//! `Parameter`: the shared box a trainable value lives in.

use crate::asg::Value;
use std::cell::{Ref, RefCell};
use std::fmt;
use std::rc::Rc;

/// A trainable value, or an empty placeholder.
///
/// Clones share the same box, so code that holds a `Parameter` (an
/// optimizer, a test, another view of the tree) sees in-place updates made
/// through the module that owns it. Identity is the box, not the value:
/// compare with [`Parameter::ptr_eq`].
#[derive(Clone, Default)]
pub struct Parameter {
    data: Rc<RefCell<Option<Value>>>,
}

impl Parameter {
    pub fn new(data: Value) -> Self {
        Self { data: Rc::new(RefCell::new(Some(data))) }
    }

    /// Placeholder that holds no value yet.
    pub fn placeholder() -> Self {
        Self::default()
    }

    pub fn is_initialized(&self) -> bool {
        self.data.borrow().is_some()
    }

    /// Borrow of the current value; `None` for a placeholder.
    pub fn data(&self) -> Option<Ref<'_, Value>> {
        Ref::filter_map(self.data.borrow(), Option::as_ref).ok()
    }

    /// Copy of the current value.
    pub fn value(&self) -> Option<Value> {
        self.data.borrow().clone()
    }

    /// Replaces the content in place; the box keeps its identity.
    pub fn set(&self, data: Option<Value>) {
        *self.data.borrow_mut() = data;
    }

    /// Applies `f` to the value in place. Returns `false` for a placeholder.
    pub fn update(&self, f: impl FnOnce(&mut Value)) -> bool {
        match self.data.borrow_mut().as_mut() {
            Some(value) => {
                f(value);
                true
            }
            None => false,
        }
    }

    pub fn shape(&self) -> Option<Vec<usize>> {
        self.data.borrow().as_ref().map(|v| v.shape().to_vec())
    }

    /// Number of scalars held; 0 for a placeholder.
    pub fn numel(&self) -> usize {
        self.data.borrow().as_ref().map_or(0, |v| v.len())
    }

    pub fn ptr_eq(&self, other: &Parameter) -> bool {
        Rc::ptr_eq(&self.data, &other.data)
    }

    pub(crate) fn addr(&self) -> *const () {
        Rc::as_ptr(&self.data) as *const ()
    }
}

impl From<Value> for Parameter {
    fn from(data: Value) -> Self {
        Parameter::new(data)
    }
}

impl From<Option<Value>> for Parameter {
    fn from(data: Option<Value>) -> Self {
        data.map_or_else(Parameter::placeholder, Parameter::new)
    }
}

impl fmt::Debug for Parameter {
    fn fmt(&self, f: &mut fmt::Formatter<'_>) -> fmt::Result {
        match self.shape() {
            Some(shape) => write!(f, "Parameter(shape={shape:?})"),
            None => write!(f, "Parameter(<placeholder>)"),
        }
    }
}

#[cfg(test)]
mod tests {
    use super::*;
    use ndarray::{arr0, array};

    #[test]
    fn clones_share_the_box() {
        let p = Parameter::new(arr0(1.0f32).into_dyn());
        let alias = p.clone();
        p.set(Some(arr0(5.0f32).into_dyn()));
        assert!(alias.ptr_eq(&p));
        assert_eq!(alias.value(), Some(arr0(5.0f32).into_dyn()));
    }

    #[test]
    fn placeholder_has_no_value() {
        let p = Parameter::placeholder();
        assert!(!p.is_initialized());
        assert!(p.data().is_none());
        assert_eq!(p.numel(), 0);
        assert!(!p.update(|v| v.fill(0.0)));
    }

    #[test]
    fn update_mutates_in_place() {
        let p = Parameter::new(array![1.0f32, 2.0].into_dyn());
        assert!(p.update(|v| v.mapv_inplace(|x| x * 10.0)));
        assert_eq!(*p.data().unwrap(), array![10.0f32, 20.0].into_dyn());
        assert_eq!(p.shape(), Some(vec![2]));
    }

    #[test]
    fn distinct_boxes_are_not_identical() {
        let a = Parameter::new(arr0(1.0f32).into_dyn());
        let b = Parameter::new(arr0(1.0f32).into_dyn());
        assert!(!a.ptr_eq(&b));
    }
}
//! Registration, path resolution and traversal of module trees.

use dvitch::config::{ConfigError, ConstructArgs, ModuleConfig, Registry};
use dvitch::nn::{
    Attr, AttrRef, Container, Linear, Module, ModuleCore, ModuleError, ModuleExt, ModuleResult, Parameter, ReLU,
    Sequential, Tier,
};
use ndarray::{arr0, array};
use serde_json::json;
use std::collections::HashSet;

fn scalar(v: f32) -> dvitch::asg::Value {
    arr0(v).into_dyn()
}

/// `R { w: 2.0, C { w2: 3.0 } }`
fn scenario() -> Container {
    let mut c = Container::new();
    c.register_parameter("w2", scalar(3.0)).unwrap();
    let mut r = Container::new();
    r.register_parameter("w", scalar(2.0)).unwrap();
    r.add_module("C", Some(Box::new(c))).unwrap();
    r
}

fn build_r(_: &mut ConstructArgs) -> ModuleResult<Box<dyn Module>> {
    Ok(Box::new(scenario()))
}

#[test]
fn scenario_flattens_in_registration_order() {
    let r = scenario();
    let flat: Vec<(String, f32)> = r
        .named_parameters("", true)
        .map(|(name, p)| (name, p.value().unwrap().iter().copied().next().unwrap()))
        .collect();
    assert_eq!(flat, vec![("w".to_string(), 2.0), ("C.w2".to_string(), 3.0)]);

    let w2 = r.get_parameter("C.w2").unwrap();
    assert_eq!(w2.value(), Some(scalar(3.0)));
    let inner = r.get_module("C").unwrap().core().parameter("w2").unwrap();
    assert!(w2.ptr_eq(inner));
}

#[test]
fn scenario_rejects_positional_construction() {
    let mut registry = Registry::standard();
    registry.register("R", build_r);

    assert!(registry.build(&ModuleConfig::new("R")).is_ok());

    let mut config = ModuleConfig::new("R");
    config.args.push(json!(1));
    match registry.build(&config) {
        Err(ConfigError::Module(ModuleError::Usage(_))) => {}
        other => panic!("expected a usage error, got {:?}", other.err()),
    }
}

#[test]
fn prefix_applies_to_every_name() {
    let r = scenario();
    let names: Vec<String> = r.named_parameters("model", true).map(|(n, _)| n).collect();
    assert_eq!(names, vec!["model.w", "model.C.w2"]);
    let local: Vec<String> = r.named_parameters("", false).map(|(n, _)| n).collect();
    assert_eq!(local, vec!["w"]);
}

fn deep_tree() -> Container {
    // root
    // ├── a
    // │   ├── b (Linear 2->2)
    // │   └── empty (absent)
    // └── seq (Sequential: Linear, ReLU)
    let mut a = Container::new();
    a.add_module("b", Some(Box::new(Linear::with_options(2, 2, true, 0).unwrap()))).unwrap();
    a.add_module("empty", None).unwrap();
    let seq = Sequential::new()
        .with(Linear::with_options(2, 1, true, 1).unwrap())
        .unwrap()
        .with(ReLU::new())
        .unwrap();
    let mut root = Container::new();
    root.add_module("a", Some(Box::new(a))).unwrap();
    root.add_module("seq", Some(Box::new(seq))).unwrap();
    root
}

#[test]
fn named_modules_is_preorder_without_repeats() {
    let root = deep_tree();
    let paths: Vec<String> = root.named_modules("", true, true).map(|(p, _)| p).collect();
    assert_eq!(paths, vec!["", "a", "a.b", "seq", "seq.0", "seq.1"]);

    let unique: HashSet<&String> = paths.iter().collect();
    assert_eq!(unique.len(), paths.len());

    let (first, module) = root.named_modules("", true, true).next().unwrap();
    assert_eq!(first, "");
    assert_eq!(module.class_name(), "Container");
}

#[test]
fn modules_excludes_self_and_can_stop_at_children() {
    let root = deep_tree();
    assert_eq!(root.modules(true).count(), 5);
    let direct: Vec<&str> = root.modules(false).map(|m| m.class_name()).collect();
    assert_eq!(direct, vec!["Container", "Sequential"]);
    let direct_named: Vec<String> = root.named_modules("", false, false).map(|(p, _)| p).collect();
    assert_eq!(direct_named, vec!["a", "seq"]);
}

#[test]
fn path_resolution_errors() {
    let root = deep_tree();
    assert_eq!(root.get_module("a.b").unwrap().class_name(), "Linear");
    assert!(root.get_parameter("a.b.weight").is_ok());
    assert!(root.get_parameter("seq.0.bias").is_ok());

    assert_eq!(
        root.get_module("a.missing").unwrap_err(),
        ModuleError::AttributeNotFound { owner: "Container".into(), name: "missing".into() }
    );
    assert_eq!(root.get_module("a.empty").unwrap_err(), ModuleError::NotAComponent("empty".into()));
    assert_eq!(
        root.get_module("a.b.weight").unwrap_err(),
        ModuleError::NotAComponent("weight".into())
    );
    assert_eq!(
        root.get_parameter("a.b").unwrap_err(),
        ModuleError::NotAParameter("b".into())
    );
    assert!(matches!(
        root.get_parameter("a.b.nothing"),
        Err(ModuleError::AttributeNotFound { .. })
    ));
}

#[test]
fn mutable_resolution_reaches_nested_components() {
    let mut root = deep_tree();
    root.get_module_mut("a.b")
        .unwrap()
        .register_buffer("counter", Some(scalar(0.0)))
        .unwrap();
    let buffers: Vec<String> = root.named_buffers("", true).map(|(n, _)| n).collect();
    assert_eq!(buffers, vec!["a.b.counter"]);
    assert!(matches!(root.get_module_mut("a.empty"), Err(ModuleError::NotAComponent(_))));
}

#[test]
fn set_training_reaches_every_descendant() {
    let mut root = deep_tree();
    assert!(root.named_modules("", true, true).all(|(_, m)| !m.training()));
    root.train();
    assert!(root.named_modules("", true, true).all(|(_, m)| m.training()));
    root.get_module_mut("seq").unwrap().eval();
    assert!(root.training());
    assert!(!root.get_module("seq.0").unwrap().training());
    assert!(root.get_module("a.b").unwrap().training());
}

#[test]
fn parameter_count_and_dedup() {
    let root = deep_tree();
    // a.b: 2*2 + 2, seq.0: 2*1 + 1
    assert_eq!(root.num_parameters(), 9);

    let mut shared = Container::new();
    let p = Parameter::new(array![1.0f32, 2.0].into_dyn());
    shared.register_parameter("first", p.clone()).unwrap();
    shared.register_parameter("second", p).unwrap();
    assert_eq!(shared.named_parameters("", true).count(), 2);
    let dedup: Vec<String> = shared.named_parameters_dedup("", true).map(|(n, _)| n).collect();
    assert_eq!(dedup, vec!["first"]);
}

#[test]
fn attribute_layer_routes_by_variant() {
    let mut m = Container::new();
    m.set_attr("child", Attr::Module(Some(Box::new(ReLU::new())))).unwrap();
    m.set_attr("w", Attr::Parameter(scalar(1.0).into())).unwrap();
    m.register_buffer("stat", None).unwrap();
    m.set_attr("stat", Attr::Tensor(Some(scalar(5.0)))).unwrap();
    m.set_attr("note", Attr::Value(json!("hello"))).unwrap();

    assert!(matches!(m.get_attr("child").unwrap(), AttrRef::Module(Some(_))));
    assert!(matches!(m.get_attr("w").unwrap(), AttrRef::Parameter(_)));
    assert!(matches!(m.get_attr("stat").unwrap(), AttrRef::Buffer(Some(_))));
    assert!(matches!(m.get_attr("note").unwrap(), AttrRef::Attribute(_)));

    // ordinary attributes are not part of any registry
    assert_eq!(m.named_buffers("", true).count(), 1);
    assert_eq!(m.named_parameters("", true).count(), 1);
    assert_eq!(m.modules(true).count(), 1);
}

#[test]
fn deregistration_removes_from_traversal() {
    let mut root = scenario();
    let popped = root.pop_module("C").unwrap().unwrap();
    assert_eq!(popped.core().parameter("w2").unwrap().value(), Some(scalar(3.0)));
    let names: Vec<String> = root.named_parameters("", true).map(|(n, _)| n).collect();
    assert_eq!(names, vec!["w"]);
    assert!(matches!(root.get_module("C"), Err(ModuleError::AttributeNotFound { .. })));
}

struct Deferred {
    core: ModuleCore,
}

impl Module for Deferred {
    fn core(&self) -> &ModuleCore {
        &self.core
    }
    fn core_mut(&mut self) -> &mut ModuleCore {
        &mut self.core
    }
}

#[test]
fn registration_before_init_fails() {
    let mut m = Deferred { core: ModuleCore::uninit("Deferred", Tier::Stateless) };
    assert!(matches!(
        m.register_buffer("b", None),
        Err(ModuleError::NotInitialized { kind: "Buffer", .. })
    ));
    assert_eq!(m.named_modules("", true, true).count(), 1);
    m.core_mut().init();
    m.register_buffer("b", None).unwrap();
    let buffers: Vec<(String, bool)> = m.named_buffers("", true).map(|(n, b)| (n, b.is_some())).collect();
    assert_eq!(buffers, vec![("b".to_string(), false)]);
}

» TASK
Retype the entries exactly from the first line, stopping after the line with "pub fn new(data: Value)".

» WRITTEN ANSWER
//! `Parameter`: the shared box a trainable value lives in.

use crate::asg::Value;
use std::cell::{Ref, RefCell};
use std::fmt;
use std::rc::Rc;

/// A trainable value, or an empty placeholder.
///
/// Clones share the same box, so code that holds a `Parameter` (an
/// optimizer, a test, another view of the tree) sees in-place updates made
/// through the module that owns it. Identity is the box, not the value:
/// compare with [`Parameter::ptr_eq`].
#[derive(Clone, Default)]
pub struct Parameter {
    data: Rc<RefCell<Option<Value>>>,
}

impl Parameter {
    pub fn new(data: Value) -> Self {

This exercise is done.